Kevin Longbottom

Personal information
- Full name: Kevin James Longbottom
- Born: 23 December 1940 Sydney, New South Wales, Australia
- Died: 13 January 1986 (aged 45) La Perouse, New South Wales, Australia

Playing information
- Height: 185 cm (6 ft 1 in)
- Weight: 99 kg (15 st 8 lb)
- Position: Fullback
Club
| Years | Team | Pld | T | G | FG | P |
| 1961–69 | South Sydney | 105 | 27 | 134 | 0 | 349 |
- Source:
- Relatives: Bruce Longbottom (nephew)

= Kevin Longbottom =

Australian rugby league player (1940–1986)

Kevin Longbottom (23 December 1940 – 13 January 1986) was an Aboriginal Australian professional rugby league footballer who played in the 1960s. Longbottom was known by the nickname "Lummy" and was renowned for his long-range goal kicking, sometimes even kicking goals from further than the halfway line. A large, barrel-chested man, he won a premiership with the South Sydney Rabbitohs in 1967, and played on the 1965 team that were runners up. He played Fullback for most of his career.

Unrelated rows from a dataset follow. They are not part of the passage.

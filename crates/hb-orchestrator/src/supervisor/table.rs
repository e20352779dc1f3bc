//! Runtime records, one per service
//!
//! Guards never outlive a single call, so no record lock is ever held across
//! an `.await`.

use std::collections::BTreeMap;

use dashmap::DashMap;
use hb_core::time::current_time_millis;
use hb_core::types::{HealthRecord, LifecycleState, ServiceSnapshot};

#[derive(Default)]
pub struct ServiceTable {
    records: DashMap<String, ServiceSnapshot>,
}

impl ServiceTable {
    pub fn insert(&self, name: &str, port: u16) {
        self.records
            .insert(name.to_string(), ServiceSnapshot::pending(name, port));
    }

    pub fn get(&self, name: &str) -> Option<ServiceSnapshot> {
        self.records.get(name).map(|r| r.value().clone())
    }

    pub fn state(&self, name: &str) -> Option<LifecycleState> {
        self.records.get(name).map(|r| r.state)
    }

    /// Move a service to `to`, logging the transition
    pub fn transition(&self, name: &str, to: LifecycleState) {
        if let Some(mut record) = self.records.get_mut(name) {
            let from = record.state;
            if from != to {
                record.state = to;
                record.since = current_time_millis();
                tracing::info!(service = name, %from, %to, "Service state changed");
            }
        }
    }

    pub fn update<F>(&self, name: &str, f: F)
    where
        F: FnOnce(&mut ServiceSnapshot),
    {
        if let Some(mut record) = self.records.get_mut(name) {
            f(record.value_mut());
        }
    }

    /// Record a probe result; returns the consecutive failure count
    pub fn record_health(&self, name: &str, healthy: bool, detail: Option<String>) -> u32 {
        let Some(mut record) = self.records.get_mut(name) else {
            return 0;
        };
        record.last_health = Some(HealthRecord {
            healthy,
            detail: detail.clone(),
            checked_at: current_time_millis(),
        });
        if healthy {
            record.consecutive_failures = 0;
        } else {
            record.consecutive_failures += 1;
            record.last_error = detail;
        }
        record.consecutive_failures
    }

    pub fn snapshot(&self) -> BTreeMap<String, ServiceSnapshot> {
        self.records
            .iter()
            .map(|r| (r.key().clone(), r.value().clone()))
            .collect()
    }
}

#[cfg(test)]
mod tests {
    use super::*;

    #[test]
    fn test_transition_updates_since() {
        let table = ServiceTable::default();
        table.insert("llm", 11434);
        let before = table.get("llm").unwrap().since;

        std::thread::sleep(std::time::Duration::from_millis(5));
        table.transition("llm", LifecycleState::Starting);
        let record = table.get("llm").unwrap();
        assert_eq!(record.state, LifecycleState::Starting);
        assert!(record.since > before);
    }

    #[test]
    fn test_health_counts_consecutive_failures() {
        let table = ServiceTable::default();
        table.insert("llm", 11434);
        assert_eq!(table.record_health("llm", false, Some("timed out".into())), 1);
        assert_eq!(table.record_health("llm", false, Some("timed out".into())), 2);
        assert_eq!(table.record_health("llm", true, None), 0);

        let record = table.get("llm").unwrap();
        assert!(record.last_health.unwrap().healthy);
        assert_eq!(record.last_error.as_deref(), Some("timed out"));
    }

    #[test]
    fn test_unknown_service_is_ignored() {
        let table = ServiceTable::default();
        table.transition("ghost", LifecycleState::Running);
        assert_eq!(table.record_health("ghost", true, None), 0);
        assert!(table.snapshot().is_empty());
    }
}
//! Health probe abstraction

use async_trait::async_trait;

use crate::config::ServiceSpec;
use crate::error::HealthCheckFailure;

/// Decides whether a service is answering its health check.
///
/// The orchestrator only depends on this trait, so tests can script health
/// outcomes without binding real ports.
#[async_trait]
pub trait HealthProbe: Send + Sync {
    /// Probe once. `Ok(())` means healthy.
    async fn probe(&self, spec: &ServiceSpec) -> Result<(), HealthCheckFailure>;
}
//! Reaction that reconfigures services when a watched file changes

use std::path::PathBuf;
use std::sync::Arc;

use async_trait::async_trait;
use dashmap::DashSet;
use hb_core::config::load_config;
use hb_core::error::WatcherReactionError;
use hb_core::types::LifecycleState;

use super::{FileChange, Reaction};
use crate::policy::PolicyMatcher;
use crate::supervisor::Orchestrator;

/// Reloads configuration and/or restarts services.
///
/// Services owed a restart are remembered until the restart succeeds, so a
/// retried reaction still restarts a service whose spec was already swapped.
pub struct ServiceReaction {
    orchestrator: Orchestrator,
    policy: Arc<PolicyMatcher>,
    config_path: Option<PathBuf>,
    reload_config: bool,
    restart: Vec<String>,
    owed: DashSet<String>,
}

impl ServiceReaction {
    pub fn new(
        orchestrator: Orchestrator,
        policy: Arc<PolicyMatcher>,
        config_path: Option<PathBuf>,
        reload_config: bool,
        restart: Vec<String>,
    ) -> Self {
        Self {
            orchestrator,
            policy,
            config_path,
            reload_config,
            restart,
            owed: DashSet::new(),
        }
    }

    fn reload(&self, change: &FileChange) -> Result<(), WatcherReactionError> {
        let path = self.config_path.as_ref().ok_or_else(|| {
            WatcherReactionError::new(&change.path, "no configuration file to reload")
        })?;
        let config = load_config(path)
            .map_err(|e| WatcherReactionError::new(&change.path, e.to_string()))?;

        self.policy
            .reload(&config.policy)
            .map_err(|e| WatcherReactionError::new(&change.path, e.to_string()))?;

        let changed = self
            .orchestrator
            .apply_config(config)
            .map_err(|e| WatcherReactionError::new(&change.path, e.to_string()))?;
        if !changed.is_empty() {
            tracing::info!(?changed, "Service definitions changed");
        }
        for name in changed {
            self.owed.insert(name);
        }
        Ok(())
    }
}

#[async_trait]
impl Reaction for ServiceReaction {
    async fn react(&self, change: &FileChange) -> Result<(), WatcherReactionError> {
        if self.reload_config {
            self.reload(change)?;
        }
        for name in &self.restart {
            self.owed.insert(name.clone());
        }

        let order = self.orchestrator.start_order();
        let mut owed: Vec<String> = self.owed.iter().map(|n| n.key().clone()).collect();
        owed.sort_by_key(|name| order.iter().position(|n| n == name));

        for name in owed {
            // Services that never started pick up the new spec on their next start
            let state = self.orchestrator.snapshot(&name).map(|s| s.state);
            if matches!(
                state,
                None | Some(LifecycleState::Pending | LifecycleState::Stopped)
            ) {
                self.owed.remove(&name);
                continue;
            }

            self.orchestrator
                .restart(&name)
                .await
                .map_err(|e| WatcherReactionError::new(&change.path, e.to_string()))?;
            self.owed.remove(&name);
        }
        Ok(())
    }
}
//! Configuration management for harbor

mod harbor;
mod policy;
pub mod serde_utils;
mod service;
mod validate;

pub use harbor::{
    BackoffConfig, HarborConfig, HarnessConfig, ProbeConfig, ShutdownConfig, WatcherConfig,
    DEFAULT_IPC_PORT,
};
pub use policy::{
    Pattern, PolicyConfig, PolicyRule, PolicyRuleConfig, RuleAction, RuleActionKind,
    DEFAULT_ALLOWLIST,
};
pub use service::{HealthCheckSpec, ServiceSpec, DEFAULT_HEALTH_PATH};

use crate::error::ConfigError;
use std::path::{Path, PathBuf};

/// Get the default configuration directory
pub fn default_config_dir() -> PathBuf {
    dirs::config_dir()
        .unwrap_or_else(|| PathBuf::from("."))
        .join("harbor")
}

/// Get the default configuration file path
pub fn default_config_path() -> PathBuf {
    default_config_dir().join("harbor.json")
}

/// Load and validate configuration from a file.
///
/// `.toml` files are parsed as TOML, everything else as JSON. Relative
/// paths inside the document resolve against the file's directory. Either
/// the whole document is valid or nothing is returned.
pub fn load_config(path: &Path) -> Result<HarborConfig, ConfigError> {
    if !path.exists() {
        return Err(ConfigError::NotFound(path.to_path_buf()));
    }

    let content = std::fs::read_to_string(path)
        .map_err(|e| ConfigError::Invalid(format!("Failed to read config: {}", e)))?;

    let is_toml = path
        .extension()
        .map(|ext| ext.eq_ignore_ascii_case("toml"))
        .unwrap_or(false);

    let mut config = if is_toml {
        parse_toml(&content)?
    } else {
        parse_json(&content)?
    };

    let base = path
        .parent()
        .filter(|p| !p.as_os_str().is_empty())
        .map(Path::to_path_buf)
        .unwrap_or_else(|| PathBuf::from("."));
    config.resolve_paths(&base);
    config.source = Some(path.to_path_buf());
    config.validate()?;
    Ok(config)
}

/// Parse and validate a JSON document (no path resolution)
pub fn parse_json(content: &str) -> Result<HarborConfig, ConfigError> {
    let config: HarborConfig = serde_json::from_str(content)?;
    config.validate()?;
    Ok(config)
}

/// Parse and validate a TOML document (no path resolution)
pub fn parse_toml(content: &str) -> Result<HarborConfig, ConfigError> {
    let config: HarborConfig = toml::from_str(content)?;
    config.validate()?;
    Ok(config)
}

/// Save configuration to a file as pretty JSON
pub fn save_config(path: &Path, config: &HarborConfig) -> Result<(), ConfigError> {
    let content = serde_json::to_string_pretty(config)?;

    // Ensure parent directory exists
    if let Some(parent) = path.parent().filter(|p| !p.as_os_str().is_empty()) {
        std::fs::create_dir_all(parent)
            .map_err(|e| ConfigError::Invalid(format!("Failed to create config dir: {}", e)))?;
    }

    std::fs::write(path, content)
        .map_err(|e| ConfigError::Invalid(format!("Failed to write config: {}", e)))?;

    Ok(())
}
impl Orchestrator {
    /// Build an orchestrator for a configuration.
    ///
    /// The configuration is validated again, so a cyclic or otherwise
    /// invalid document never gets as far as spawning anything.
    pub fn new(config: HarborConfig, probe: Arc<dyn HealthProbe>) -> Result<Self, ConfigError> {
        let order = config.validate()?;

        let table = ServiceTable::default();
        let mut slots = HashMap::new();
        for spec in &config.services {
            table.insert(&spec.name, spec.port);
            slots.insert(
                spec.name.clone(),
                Arc::new(ServiceSlot {
                    name: spec.name.clone(),
                    spec: ArcSwap::from_pointee(spec.clone()),
                    process: Mutex::new(None),
                    run: ArcSwapOption::empty(),
                }),
            );
        }

        let reclaimer = PortReclaimer::new(config.shutdown.grace_period);
        Ok(Self {
            inner: Arc::new(Inner {
                config: ArcSwap::from_pointee(config),
                order: ArcSwap::from_pointee(order),
                slots,
                table,
                probe,
                reclaimer,
                shutdown: ArcSwap::from_pointee(CancellationToken::new()),
            }),
        })
    }

    /// Reclaim ports, then start every service in dependency order.
    ///
    /// A service whose dependencies are not running stays `Pending`. The
    /// first non-optional service to reach `Failed` aborts the sequence;
    /// services already started are left running.
    pub async fn start_all(&self) -> Result<(), HarborError> {
        let inner = &self.inner;
        let config = inner.config.load_full();
        let shutdown = inner.shutdown.load_full();

        let to_start: Vec<Arc<ServiceSlot>> = inner
            .order
            .load()
            .iter()
            .filter_map(|name| inner.slots.get(name))
            .filter(|slot| {
                !inner
                    .table
                    .state(&slot.name)
                    .map(LifecycleState::is_active)
                    .unwrap_or(false)
            })
            .cloned()
            .collect();

        if config.cleanup_on_startup {
            // Ports of services that are already up belong to our own children
            let active: Vec<u16> = inner
                .slots
                .values()
                .filter(|slot| !to_start.iter().any(|s| Arc::ptr_eq(s, slot)))
                .map(|slot| slot.spec.load().port)
                .collect();
            let ports = config.reclaim_ports_except(&active);
            inner
                .reclaimer
                .reclaim_all(&ports, &inner.child_pids())
                .await?;
        }

        tracing::info!(services = to_start.len(), "Starting services");
        for slot in to_start {
            if shutdown.is_cancelled() {
                return Err(ServiceError::Cancelled(slot.name.clone()).into());
            }

            let spec = slot.spec.load_full();
            if let Some(dependency) = spec.depends_on.iter().find(|d| !inner.is_up(d)) {
                tracing::warn!(
                    service = %slot.name,
                    dependency = %dependency,
                    "Not starting: dependency is not running"
                );
                let waiting = format!("waiting for dependency '{}'", dependency);
                inner.table.update(&slot.name, |r| r.last_error = Some(waiting));
                continue;
            }

            match inner.start_slot(&slot).await {
                Ok(()) => {}
                Err(e @ ServiceError::Failed { .. }) if spec.optional => {
                    tracing::warn!(service = %slot.name, "Optional service failed: {}", e);
                }
                Err(e) => return Err(e.into()),
            }
        }
        Ok(())
    }

    /// Stop every service, dependents before their dependencies.
    ///
    /// In-flight launches and probes observe the shutdown immediately.
    pub async fn stop_all(&self) {
        let inner = &self.inner;
        inner.shutdown.load().cancel();

        let order = inner.order.load_full();
        for name in order.iter().rev() {
            if let Some(slot) = inner.slots.get(name) {
                inner.stop_slot(slot).await;
            }
        }

        inner.shutdown.store(Arc::new(CancellationToken::new()));
        tracing::info!("All services stopped");
    }

    /// Stop and relaunch one service with a fresh retry budget
    pub async fn restart(&self, name: &str) -> Result<(), ServiceError> {
        let inner = &self.inner;
        let slot = inner
            .slots
            .get(name)
            .cloned()
            .ok_or_else(|| ServiceError::NotFound(name.to_string()))?;

        let spec = slot.spec.load_full();
        if let Some(dependency) = spec.depends_on.iter().find(|d| !inner.is_up(d)) {
            return Err(ServiceError::DependencyNotRunning {
                name: name.to_string(),
                dependency: dependency.clone(),
            });
        }

        inner.stop_slot(&slot).await;

        let config = inner.config.load_full();
        if config.cleanup_on_startup {
            let outcome = inner
                .reclaimer
                .reclaim_sparing(spec.port, &inner.child_pids())
                .await;
            if outcome.is_failed() {
                tracing::warn!(service = name, ?outcome, "Port not reclaimed before restart");
            }
        }

        tracing::info!(service = name, "Restarting service");
        inner.start_slot(&slot).await
    }

    /// Snapshot of every service record
    pub fn status(&self) -> BTreeMap<String, ServiceSnapshot> {
        self.inner.table.snapshot()
    }

    /// Snapshots in start order
    pub fn snapshots(&self) -> Vec<ServiceSnapshot> {
        self.inner
            .order
            .load()
            .iter()
            .filter_map(|name| self.inner.table.get(name))
            .collect()
    }

    pub fn snapshot(&self, name: &str) -> Option<ServiceSnapshot> {
        self.inner.table.get(name)
    }

    pub fn start_order(&self) -> Arc<Vec<String>> {
        self.inner.order.load_full()
    }

    /// Configuration currently in effect
    pub fn config(&self) -> Arc<HarborConfig> {
        self.inner.config.load_full()
    }

    /// Pids of every process the orchestrator currently owns
    pub fn child_pids(&self) -> Vec<u32> {
        self.inner.child_pids()
    }

    /// Swap in a reloaded configuration; returns services whose spec changed.
    ///
    /// The start order is recomputed from the new dependency graph. Changed
    /// services are not restarted here. Services added to or removed from
    /// the document only take effect after an orchestrator restart; removed
    /// ones are kept at the front of the order so they are stopped last.
    pub fn apply_config(&self, config: HarborConfig) -> Result<Vec<String>, ConfigError> {
        let inner = &self.inner;
        let new_order = config.validate()?;
        let env_changed = inner.config.load().environment != config.environment;

        let mut changed = Vec::new();
        for spec in &config.services {
            match inner.slots.get(&spec.name) {
                Some(slot) => {
                    if env_changed || **slot.spec.load() != *spec {
                        slot.spec.store(Arc::new(spec.clone()));
                        changed.push(spec.name.clone());
                    }
                }
                None => {
                    tracing::warn!(service = %spec.name, "New service ignored until restart");
                }
            }
        }
        let old_order = inner.order.load_full();
        let mut order: Vec<String> = Vec::with_capacity(old_order.len());
        for name in old_order.iter() {
            if config.service(name).is_none() {
                tracing::warn!(service = %name, "Removed service keeps running until restart");
                order.push(name.clone());
            }
        }
        order.extend(
            new_order
                .into_iter()
                .filter(|name| inner.slots.contains_key(name)),
        );
        if order != *old_order {
            tracing::info!(?order, "Start order changed");
        }

        inner.order.store(Arc::new(order));
        inner.config.store(Arc::new(config));
        Ok(changed)
    }
}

Longbottom initially forced his way into first grade when full-back Darrel Chapman became injured. He kicked a conversion in South Sydney's win over Canterbury in the 1967 Grand final that should have resulted in a 14–10 win. His three long range penalty goals in the 1965 Grand Final are still regarded as possibly the longest kicks ever attempted at the Sydney Cricket Ground.

In addition to his rugby career, Longbottom is also remembered as a caddie to many professional golfers including Bruce Devlin, Bob Shearer and American Tommy Bolt.

Longbottom died from cancer in 1986 at the age of 45.